Bárbara e o grupo entram em um território repleto de ilusões

No capítulo anterior, Dominique, Fernando e Bárbara conversavam no farol enquanto aproveitavam um lanche feito pelo padeiro. Porém, no meio do evento, sentiram um novo território se formando e, junto de Nicolas, adentraram o perigo.

Desenho monocromático. O desenho é dividido em duas partes. A parte da direita mostra uma casa de madeira, com uma casinha de brinquedo no chão e parte de uma cama. Também há uma janela por onde se veem outras casas. Conforme se olha para o lado esquerdo, a casa desaparece e as paredes se tornam orgânicas, lembrando entranhas e o interior de um corpo animal. No centro da imagem há o número treze para indicar o capítulo.

Estava tudo ali, os brinquedos que se dividiam entre bonecas, caixas cheias até o topo com lego e até mesmo alguns quebra-cabeças. Havia sua cama também, o travesseiro com extremidades verdes e centro amarelo, a colcha estampada da Mulan e até mesmo o abajur na cabeceira.

Bárbara caminhou ao redor da cama, deixando a mão sentir a textura da colcha e a resistência do colchão. Um olhar para a direita revelou a janela do quarto. Saltitou até ela, subiu em um mocho para ganhar altura e olhou para o exterior. Dali tinha uma visão perfeita da rua, conseguia ver o chão de paralelepípedo, os vizinhos cujo filho tinha um cachorro peludão com quem adorava brincar, até mesmo Clara estava lá, em frente à casa de madeira. A idosa viu ela através do vidro e acenou. Bárbara, apesar de incomodada, retribuiu o gesto. Há quanto tempo não via dona Clara?
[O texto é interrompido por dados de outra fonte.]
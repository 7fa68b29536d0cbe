#![deny(unsafe_code)]
//! Core types for the magnet-sketch field synthesis system.
//!
//! Provides the `FieldEngine` trait, `SampleGrid` and `VectorField` grid
//! types, `Polygon`/`Magnet` geometry, the `MagnetSketch` drawing workflow
//! state machine, `Palette` for magnitude coloring, and parameter helpers.

pub mod engine;
pub mod error;
pub mod field;
pub mod grid;
pub mod magnet;
pub mod palette;
pub mod params;
pub mod polygon;
pub mod sketch;

pub use engine::FieldEngine;
pub use error::FieldError;
pub use field::VectorField;
pub use grid::SampleGrid;
pub use magnet::Magnet;
pub use palette::{Palette, Srgb};
pub use polygon::Polygon;
pub use sketch::{MagnetSketch, SketchOutcome, SketchPhase};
A mão parou. Exato, há quanto tempo não a via? Uma carranca formou-se em seu rosto. Dona Clara estava morta, um infarto mais de dez anos atrás. Ela tinha algumas opiniões fortes sobre as atitudes de Bárbara e, por ser amiga da família, achava normal expressá-las em quase toda ocasião. Recebendo as palavras ousadas da idosa e sem o apoio da própria mãe, Bárbara tornou a última conversa delas em uma discussão acalorada. Não houve conclusão, uma hora cansou de ouvir todo aquele desaforo e foi embora. Nem um dia depois e ficou sabendo da internação e morte da outra.
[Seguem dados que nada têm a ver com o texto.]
//! Pure-computation pixel buffer conversion from a [`VectorField`].
//!
//! This module is always available (no feature gate) so the `png` snapshot
//! path and any embedding renderer share the same conversion.

use magnet_sketch_core::field::VectorField;
use magnet_sketch_core::palette::Palette;

/// Maps field magnitude through a palette to an RGBA8 pixel buffer.
///
/// Magnitudes are normalized by the maximum finite magnitude so the
/// brightest defined cell samples the palette at `t = 1`. Cells where the
/// field is absent (NaN) become fully transparent pixels. An all-masked
/// or all-zero field maps every defined cell to `t = 0`. The buffer
/// length is `nx * ny * 4`.
pub fn field_to_rgba(field: &VectorField, palette: &Palette) -> Vec<u8> {
    let magnitude = field.magnitude();
    let max = magnitude
        .iter()
        .copied()
        .filter(|v| v.is_finite())
        .fold(0.0_f64, f64::max);
    magnitude
        .iter()
        .flat_map(|&m| {
            if !m.is_finite() {
                return [0, 0, 0, 0];
            }
            let t = if max > 0.0 { m / max } else { 0.0 };
            let srgb = palette.sample(t);
            let r = (srgb.r * 255.0).round() as u8;
            let g = (srgb.g * 255.0).round() as u8;
            let b = (srgb.b * 255.0).round() as u8;
            [r, g, b, 255u8]
        })
        .collect()
}

#[cfg(test)]
mod tests {
    use super::*;

    #[test]
    fn buffer_has_four_bytes_per_cell() {
        let field = VectorField::zeros(8, 4).unwrap();
        let palette = Palette::from_name("plasma").unwrap();
        let buf = field_to_rgba(&field, &palette);
        assert_eq!(buf.len(), 8 * 4 * 4);
    }

    #[test]
    fn masked_cells_are_transparent() {
        let mut field = VectorField::zeros(2, 2).unwrap();
        field.set_absent(1, 1);
        let palette = Palette::from_name("plasma").unwrap();
        let buf = field_to_rgba(&field, &palette);
        // Cell (1,1) is the last pixel; its alpha must be zero.
        assert_eq!(buf[15], 0, "masked cell alpha");
        assert_eq!(&buf[12..16], &[0, 0, 0, 0]);
        // Defined cells stay opaque.
        assert_eq!(buf[3], 255, "defined cell alpha");
    }

    #[test]
    fn strongest_cell_samples_palette_top() {
        let mut field = VectorField::zeros(2, 1).unwrap();
        field.set(0, 0, 3.0, 4.0); // |B| = 5
        field.set(1, 0, 0.3, 0.4); // |B| = 0.5
        let palette = Palette::from_name("monochrome").unwrap();
        let buf = field_to_rgba(&field, &palette);
        // Monochrome runs black -> white; the strongest cell is white.
        assert!(buf[0] > 245, "max-magnitude cell should be near white");
        // The weak cell normalizes to t = 0.1 -> dark gray.
        assert!(buf[4] < 40, "weak cell should be near black, got {}", buf[4]);
    }

    #[test]
    fn all_zero_field_renders_palette_bottom() {
        let field = VectorField::zeros(3, 3).unwrap();
        let palette = Palette::from_name("monochrome").unwrap();
        let buf = field_to_rgba(&field, &palette);
        for pixel in buf.chunks(4) {
            assert_eq!(pixel[3], 255);
            assert!(pixel[0] < 10);
        }
    }

    mod proptests {
        use super::*;
        use proptest::prelude::*;

        proptest! {
            #[test]
            fn opaque_pixels_match_defined_cells(
                nx in 1_usize..=24,
                ny in 1_usize..=24,
                stride in 2_usize..=5,
            ) {
                let mut field = VectorField::zeros(nx, ny).unwrap();
                field.mask_where(|i, j| (i + j) % stride == 0);
                let palette = Palette::from_name("plasma").unwrap();
                let buf = field_to_rgba(&field, &palette);
                prop_assert_eq!(buf.len(), nx * ny * 4);
                let opaque = buf.chunks(4).filter(|px| px[3] == 255).count();
                prop_assert_eq!(opaque, field.finite_count());
                prop_assert!(buf.chunks(4).all(|px| px[3] == 255 || px[3] == 0));
            }
        }
    }
}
Olhou para trás, visualizando novamente o quarto. O local não era real, o verdadeiro nem existia mais. Não estava na casa onde passou a infância. A realização deste fato fez tudo parecer falso, o desenho de Mulan estava borrado e retorcido, seu rosto carecia de proporções corretas. Os brinquedos, na verdade, estavam quebrados e a tinta escorria pelo plástico.

— Não!

Um grito feminino ecoou pela casa inteira. Seus olhos percorreram o aposento até encontrarem a porta. Avançou até ela e abriu. A primeira coisa que enxergou foi a vermelhidão do lugar em que estavam. Era um corredor rubro, feito de um material que oscilava a cada respiração, com lâmpadas comuns que se veria em uma casa qualquer, mas cuja iluminação era fraca e deixava o ambiente à meia-luz.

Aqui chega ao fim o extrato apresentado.